PATTAQUASSET, Nov. 15, 18--.
Mr. Linden read the note more deliberately than Faith had done, but his
face, the while, she could not read; though (fascinated by the
difficulty) her glances changed to a steady gaze. It was quietly
grave--that was all and not all,--and the note was given back to her
with a smile that spoke both "thoughts" of the doctor, and pleasure for
any pleasure Faith might have from his basket. But then some of the
deeper feeling came out in his comments--and they were peculiar. He had
stood still for a second after reading the note,--his eyes looking down
at the cake--gravely; but then they came to her; and suddenly taking
her in his arms Mr. Linden gave her--it would be hazardous to say, as
many kisses as Dr. Harrison had gold pieces--but certainly as many as
he had put in the basket, and more. Faith did not read them, either, at
first,--till the repetition--or the way of it, told what they were; the
glad saying that she was his, beyond any one's power to buy her,--more
than all, an indemnification to himself for all the gold he could not
lay at her feet! There needed no speech to tell her both.

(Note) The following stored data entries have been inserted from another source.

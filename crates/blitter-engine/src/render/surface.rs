use core::ops::{Deref, DerefMut};

use crate::atlas::{Frame, ImageHandle};
use crate::coords::{Rect, Vec2};
use crate::paint::BlendMode;

/// A 2D raster target with a transform stack.
///
/// Modelled on an HTML-canvas style context: drawing primitives are affected by
/// the current transform, and `push_transform`/`pop_transform` save and restore it.
pub trait RasterSurface {
    /// Failure raised by the draw primitives (bad image handle, lost target, ...).
    type Error;

    /// Sets the blend mode for subsequent draws. Stays in effect until changed.
    fn set_blend_mode(&mut self, mode: BlendMode);

    /// Draws `frame` unmirrored with its destination region placed at `(x, y)`.
    fn blit_fast(&mut self, x: f32, y: f32, frame: &Frame) -> Result<(), Self::Error>;

    /// Draws `source` of `image` into the rect `dst_offset`/`dst_size`, in the
    /// current transform's space.
    fn draw_transformed(
        &mut self,
        image: ImageHandle,
        source: Rect,
        dst_offset: Vec2,
        dst_size: Vec2,
    ) -> Result<(), Self::Error>;

    /// Saves the current transform.
    fn push_transform(&mut self);

    /// Restores the most recently saved transform.
    fn pop_transform(&mut self);

    /// Post-multiplies a translation onto the current transform.
    fn translate(&mut self, x: f32, y: f32);

    /// Post-multiplies a scale onto the current transform.
    fn scale(&mut self, sx: f32, sy: f32);

    /// Saves the transform and returns a guard that restores it on drop.
    fn save_transform(&mut self) -> TransformGuard<'_, Self>
    where
        Self: Sized,
    {
        TransformGuard::new(self)
    }
}

/// Scoped transform save.
///
/// Created by [`RasterSurface::save_transform`]. Dereferences to the surface so
/// draws go through the guard; dropping it pops the transform on every exit
/// path, including `?` and panics.
pub struct TransformGuard<'a, S: RasterSurface> {
    surface: &'a mut S,
}

impl<'a, S: RasterSurface> TransformGuard<'a, S> {
    pub fn new(surface: &'a mut S) -> Self {
        surface.push_transform();
        Self { surface }
    }
}

impl<S: RasterSurface> Deref for TransformGuard<'_, S> {
    type Target = S;

    #[inline]
    fn deref(&self) -> &S {
        self.surface
    }
}

impl<S: RasterSurface> DerefMut for TransformGuard<'_, S> {
    #[inline]
    fn deref_mut(&mut self) -> &mut S {
        self.surface
    }
}

impl<S: RasterSurface> Drop for TransformGuard<'_, S> {
    fn drop(&mut self) {
        self.surface.pop_transform();
    }
}
//! Reusable UI component modules.
//!
//! SYSTEM CONTEXT
//! ==============
//! Components render page chrome and car content while reading/writing
//! shared state from Leptos context providers.

pub mod car_card;
pub mod filter_bar;
pub mod header;
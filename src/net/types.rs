//! Rental API DTOs shared by pages, components, and the favorites store.
//!
//! DESIGN
//! ======
//! These types mirror the remote rental API's camelCase JSON so serde
//! round-trips stay lossless and listing/favorites code can share one car
//! model.

#[cfg(test)]
#[path = "types_test.rs"]
mod types_test;

use serde::{Deserialize, Serialize};

/// A rental car as returned by the remote API.
///
/// The favorites store only interprets `id`; the full record is kept so
/// favorited cars render without a re-fetch.
#[derive(Clone, Debug, PartialEq, Serialize, Deserialize)]
#[serde(rename_all = "camelCase")]
pub struct Car {
    /// Unique car identifier issued by the rental API.
    pub id: String,
    /// Model year.
    pub year: u16,
    /// Manufacturer name (e.g. `"Tesla"`).
    pub make: String,
    /// Model name (e.g. `"Model 3"`).
    pub model: String,
    /// Body/category label (wire name `type`).
    #[serde(rename = "type")]
    pub car_type: String,
    /// Photo URL.
    pub img: String,
    /// Short marketing description.
    pub description: String,
    /// Fuel consumption as formatted by the API (liters per 100 km).
    pub fuel_consumption: String,
    /// Engine displacement as formatted by the API.
    pub engine_size: String,
    /// Included accessories.
    #[serde(default)]
    pub accessories: Vec<String>,
    /// Included functionalities.
    #[serde(default)]
    pub functionalities: Vec<String>,
    /// Hourly rental price, already formatted (e.g. `"$40"`).
    pub rental_price: String,
    /// Company offering the rental.
    pub rental_company: String,
    /// Street address of the rental office.
    pub address: String,
    /// Rental conditions blob, formatting owned by the API.
    pub rental_conditions: String,
    /// Current odometer reading in kilometers.
    pub mileage: u32,
}

/// One page of the `GET /cars` listing.
#[derive(Clone, Debug, PartialEq, Serialize, Deserialize)]
#[serde(rename_all = "camelCase")]
pub struct CarsPage {
    /// Cars on this page, in API order.
    pub cars: Vec<Car>,
    /// Total cars matching the active filters.
    pub total_cars: u32,
    /// 1-based page number this response covers.
    pub page: u32,
    /// Total pages matching the active filters.
    pub total_pages: u32,
}
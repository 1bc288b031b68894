//! Landing page with the hero banner.

use leptos::prelude::*;

/// Home page; points the visitor at the catalog.
#[component]
pub fn HomePage() -> impl IntoView {
    view! {
        <section class="home-page">
            <h1 class="home-page__title">"Find your perfect rental car"</h1>
            <p class="home-page__subtitle">
                "Reliable and budget-friendly rentals for any journey"
            </p>
            <a class="btn btn--primary home-page__cta" href="/catalog">
                "View Catalog"
            </a>
        </section>
    }
}
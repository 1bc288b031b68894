//! # rentalcar
//!
//! Leptos + WASM front end for the car rental catalog. Fetches brands and
//! car listings from the remote rental API, renders car cards, and keeps a
//! favorites list persisted in `localStorage` across page reloads.
//!
//! This crate contains pages, components, application state, the rental API
//! client, and browser storage glue. The favorites store in [`state::favorites`]
//! owns the hydration handshake between the server-rendered default and the
//! persisted client state.

pub mod app;
pub mod components;
pub mod net;
pub mod pages;
pub mod state;
pub mod util;

/// WASM entry point: hydrate the server-rendered document in the browser.
#[cfg(feature = "hydrate")]
#[wasm_bindgen::prelude::wasm_bindgen]
pub fn hydrate() {
    console_error_panic_hook::set_once();
    let _ = console_log::init_with_level(log::Level::Info);
    leptos::mount::hydrate_body(app::App);
}
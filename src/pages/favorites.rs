//! Favorites page backed by the persisted favorites store.

use leptos::prelude::*;

use crate::components::car_card::CarCard;
use crate::state::favorites::FavoritesState;

/// Number of skeleton cards shown while persisted favorites load.
const SKELETON_CARDS: usize = 4;

/// Favorites page.
///
/// Rendering is hydration-gated: until the store has restored persisted
/// state the page shows neutral skeleton cards, so the first client render
/// matches the server output instead of flashing "no favorites yet".
#[component]
pub fn FavoritesPage() -> impl IntoView {
    let favorites_store = expect_context::<RwSignal<FavoritesState>>();

    view! {
        <section class="favorites-page">
            <h1 class="favorites-page__title">"Favorites"</h1>
            {move || {
                let state = favorites_store.get();
                if !state.hydrated {
                    view! {
                        <div class="card-grid">
                            {(0..SKELETON_CARDS)
                                .map(|_| view! { <div class="car-card car-card--skeleton"></div> })
                                .collect::<Vec<_>>()}
                        </div>
                    }
                        .into_any()
                } else if state.favorites.is_empty() {
                    view! {
                        <p class="favorites-page__empty">
                            "You have no favorite cars yet. Browse the catalog and tap the heart to save one."
                        </p>
                    }
                        .into_any()
                } else {
                    view! {
                        <div class="card-grid">
                            {state
                                .favorites
                                .into_iter()
                                .map(|c| view! { <CarCard car=c/> })
                                .collect::<Vec<_>>()}
                        </div>
                    }
                        .into_any()
                }
            }}
        </section>
    }
}
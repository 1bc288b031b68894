//! Root application component with routing and context providers.

use leptos::prelude::*;
use leptos_meta::{Meta, MetaTags, Stylesheet, Title, provide_meta_context};
use leptos_router::{
    StaticSegment,
    components::{Route, Router, Routes},
};

use crate::components::header::Header;
use crate::pages::{catalog::CatalogPage, favorites::FavoritesPage, home::HomePage};
use crate::state::favorites::{self, FavoritesState};

/// HTML shell rendered on the server for SSR + hydration.
pub fn shell(options: LeptosOptions) -> impl IntoView {
    view! {
        <!DOCTYPE html>
        <html lang="en">
            <head>
                <meta charset="utf-8"/>
                <meta name="viewport" content="width=device-width, initial-scale=1"/>
                <AutoReload options=options.clone()/>
                <HydrationScripts options/>
                <MetaTags/>
            </head>
            <body>
                <App/>
            </body>
        </html>
    }
}

/// Root application component.
///
/// Provides the favorites store context, starts its one-shot hydration, and
/// sets up client-side routing.
#[component]
pub fn App() -> impl IntoView {
    provide_meta_context();

    let favorites_store = RwSignal::new(FavoritesState::default());
    provide_context(favorites_store);

    // One-shot restore of persisted favorites; no-op on the server.
    favorites::spawn_hydration(favorites_store);

    view! {
        <Stylesheet id="leptos" href="/pkg/rentalcar.css"/>
        <Title text="Car Rental"/>
        <Meta name="description" content="Find your perfect car"/>

        <Router>
            <Header/>
            <main class="app-main">
                <Routes fallback=|| "Page not found.".into_view()>
                    <Route path=StaticSegment("") view=HomePage/>
                    <Route path=StaticSegment("catalog") view=CatalogPage/>
                    <Route path=StaticSegment("favorites") view=FavoritesPage/>
                </Routes>
            </main>
        </Router>
    }
}
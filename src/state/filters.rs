//! Catalog filter state for the `GET /cars` listing.
//!
//! DESIGN
//! ======
//! Filters live apart from fetched results so the filter bar can edit them
//! freely and the catalog page decides when a new query actually runs.

#[cfg(test)]
#[path = "filters_test.rs"]
mod filters_test;

/// User-selected catalog filters; `None` fields are omitted from the query.
#[derive(Clone, Debug, Default, PartialEq, Eq)]
pub struct CarFilters {
    /// Manufacturer name, exactly as listed by `GET /brands`.
    pub brand: Option<String>,
    /// Maximum hourly price bucket (e.g. `"40"`).
    pub rental_price: Option<String>,
    /// Inclusive lower mileage bound.
    pub min_mileage: Option<u32>,
    /// Inclusive upper mileage bound.
    pub max_mileage: Option<u32>,
}

impl CarFilters {
    /// Whether no filter is active.
    #[must_use]
    pub fn is_empty(&self) -> bool {
        *self == Self::default()
    }

    /// Render the active filters as rental-API query pairs (camelCase wire
    /// names), ready for URL assembly.
    #[must_use]
    pub fn to_query_pairs(&self) -> Vec<(&'static str, String)> {
        let mut pairs = Vec::new();
        if let Some(brand) = &self.brand {
            pairs.push(("brand", brand.clone()));
        }
        if let Some(price) = &self.rental_price {
            pairs.push(("rentalPrice", price.clone()));
        }
        if let Some(min) = self.min_mileage {
            pairs.push(("minMileage", min.to_string()));
        }
        if let Some(max) = self.max_mileage {
            pairs.push(("maxMileage", max.to_string()));
        }
        pairs
    }
}
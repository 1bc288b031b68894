//! Car listing card with a hydration-gated favorite toggle.

#[cfg(test)]
#[path = "car_card_test.rs"]
mod car_card_test;

use leptos::prelude::*;

use crate::net::types::Car;
use crate::state::favorites::{self, FavoritesState};

/// Group digits for display, e.g. `5250` renders as `"5 250 km"`.
#[must_use]
pub fn format_mileage(mileage: u32) -> String {
    let digits = mileage.to_string();
    let mut grouped = String::with_capacity(digits.len() + digits.len() / 3);
    for (i, ch) in digits.chars().enumerate() {
        let remaining = digits.len() - i;
        if i != 0 && remaining % 3 == 0 {
            grouped.push(' ');
        }
        grouped.push(ch);
    }
    format!("{grouped} km")
}

/// Tail segments of a rental office address (city, country); the street
/// part is dropped.
#[must_use]
pub fn location_parts(address: &str) -> Vec<String> {
    address
        .split(',')
        .map(str::trim)
        .skip(1)
        .map(ToOwned::to_owned)
        .collect()
}

/// A single car card for catalog and favorites grids.
///
/// The favorite button is hydration-gated: a neutral skeleton takes its
/// place until the store has restored persisted state, so the first client
/// render never shows a wrong active/inactive state.
#[component]
pub fn CarCard(car: Car) -> impl IntoView {
    let favorites_store = expect_context::<RwSignal<FavoritesState>>();

    let alt_text = format!("{} {}", car.make, car.model);
    let meta = {
        let mut parts = location_parts(&car.address);
        parts.push(car.rental_company.clone());
        parts.push(car.car_type.clone());
        parts.push(format_mileage(car.mileage));
        parts.join(" | ")
    };

    let card = car.clone();

    view! {
        <article class="car-card">
            <div class="car-card__media">
                <img class="car-card__img" src=car.img.clone() alt=alt_text/>
                {move || {
                    if favorites_store.with(|state| state.hydrated) {
                        let toggled = card.clone();
                        let id = card.id.clone();
                        view! {
                            <button
                                class="car-card__fav"
                                class:car-card__fav--active=move || {
                                    favorites_store.with(|state| state.is_favorite(&id))
                                }
                                on:click=move |_| {
                                    favorites::toggle_favorite(favorites_store, toggled.clone());
                                }
                                aria-label="Toggle favorite"
                            >
                                "\u{2665}"
                            </button>
                        }
                            .into_any()
                    } else {
                        view! { <div class="car-card__fav car-card__fav--skeleton"></div> }
                            .into_any()
                    }
                }}
            </div>
            <div class="car-card__title-row">
                <h3 class="car-card__title">
                    {car.make.clone()} " "
                    <span class="car-card__model">{car.model.clone()}</span>
                    {format!(", {}", car.year)}
                </h3>
                <span class="car-card__price">{car.rental_price.clone()}</span>
            </div>
            <p class="car-card__meta">{meta}</p>
        </article>
    }
}
//! Catalog filter controls: brand, price cap, and mileage bounds.

use leptos::prelude::*;

use crate::state::filters::CarFilters;

/// Hourly price caps offered by the price select.
pub const PRICE_OPTIONS: [u32; 6] = [30, 40, 50, 60, 70, 80];

/// Filter bar for the catalog page.
///
/// Edits `filters` in place; `on_search` asks the page to run a fresh query
/// from page one.
#[component]
pub fn FilterBar(
    filters: RwSignal<CarFilters>,
    brands: RwSignal<Vec<String>>,
    on_search: Callback<()>,
) -> impl IntoView {
    view! {
        <form
            class="filter-bar"
            on:submit=move |ev| {
                ev.prevent_default();
                on_search.run(());
            }
        >
            <label class="filter-bar__field">
                "Car brand"
                <select
                    class="filter-bar__select"
                    on:change=move |ev| {
                        let value = event_target_value(&ev);
                        filters.update(|f| f.brand = (!value.is_empty()).then_some(value));
                    }
                >
                    <option value="">"Choose a brand"</option>
                    {move || {
                        brands
                            .get()
                            .into_iter()
                            .map(|brand| {
                                let value = brand.clone();
                                view! { <option value=value>{brand}</option> }
                            })
                            .collect::<Vec<_>>()
                    }}
                </select>
            </label>

            <label class="filter-bar__field">
                "Price / 1 hour"
                <select
                    class="filter-bar__select"
                    on:change=move |ev| {
                        let value = event_target_value(&ev);
                        filters.update(|f| f.rental_price = (!value.is_empty()).then_some(value));
                    }
                >
                    <option value="">"Choose a price"</option>
                    {PRICE_OPTIONS
                        .iter()
                        .map(|price| {
                            view! { <option value=price.to_string()>{format!("To ${price}")}</option> }
                        })
                        .collect::<Vec<_>>()}
                </select>
            </label>

            <label class="filter-bar__field">
                "Car mileage / km"
                <div class="filter-bar__range">
                    <input
                        class="filter-bar__input"
                        type="number"
                        placeholder="From"
                        on:input=move |ev| {
                            filters.update(|f| f.min_mileage = event_target_value(&ev).parse().ok());
                        }
                    />
                    <input
                        class="filter-bar__input"
                        type="number"
                        placeholder="To"
                        on:input=move |ev| {
                            filters.update(|f| f.max_mileage = event_target_value(&ev).parse().ok());
                        }
                    />
                </div>
            </label>

            <button class="btn btn--primary filter-bar__submit" type="submit">
                "Search"
            </button>
        </form>
    }
}
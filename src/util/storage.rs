//! Browser `localStorage` glue.
//!
//! SYSTEM CONTEXT
//! ==============
//! Centralizes hydrate-only read/write access so stores can persist state
//! without repeating web-sys plumbing. Server-side (SSR) builds compile the
//! same call sites into no-ops, keeping server rendering deterministic.

#[cfg(test)]
#[path = "storage_test.rs"]
mod storage_test;

use serde::Serialize;

/// Read the raw string stored under `key`, if any.
#[must_use]
pub fn load_raw(key: &str) -> Option<String> {
    #[cfg(feature = "hydrate")]
    {
        local_storage()?.get_item(key).ok().flatten()
    }
    #[cfg(not(feature = "hydrate"))]
    {
        let _ = key;
        None
    }
}

/// Serialize `value` as JSON and store it under `key`.
///
/// Best effort: an unavailable or full storage area logs a warning and the
/// session continues with in-memory state only.
pub fn save_json<T: Serialize>(key: &str, value: &T) {
    #[cfg(feature = "hydrate")]
    {
        let Some(storage) = local_storage() else {
            log::warn!("localStorage unavailable, {key} not persisted");
            return;
        };
        let Ok(raw) = serde_json::to_string(value) else {
            return;
        };
        if storage.set_item(key, &raw).is_err() {
            log::warn!("localStorage write failed for {key}");
        }
    }
    #[cfg(not(feature = "hydrate"))]
    {
        let _ = (key, value);
    }
}

#[cfg(feature = "hydrate")]
fn local_storage() -> Option<web_sys::Storage> {
    web_sys::window().and_then(|w| w.local_storage().ok().flatten())
}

A word or two had answered his demonstrations, first a wondering word,
and then afterwards a low repetition of his name, in a tone of humble
recognition and protest. Now she looked up at him with a child's clear
face, full of the colour he had brought into it.
"Little darling," he said, "you will have your hands full of business!"
"Oh Endy--I am very sorry!"
"Sorry?" Mr. Linden said. "What about?"
"I'm sorry that basket has come here!"
"It gives you the means of making other people glad."
"Yes--but,"--Faith looked uncomfortably at the basket. Then brought her
eyes back to Mr. Linden's face. "What ought I to do, Endecott?"
"The most good and the least harm you can in the circumstances."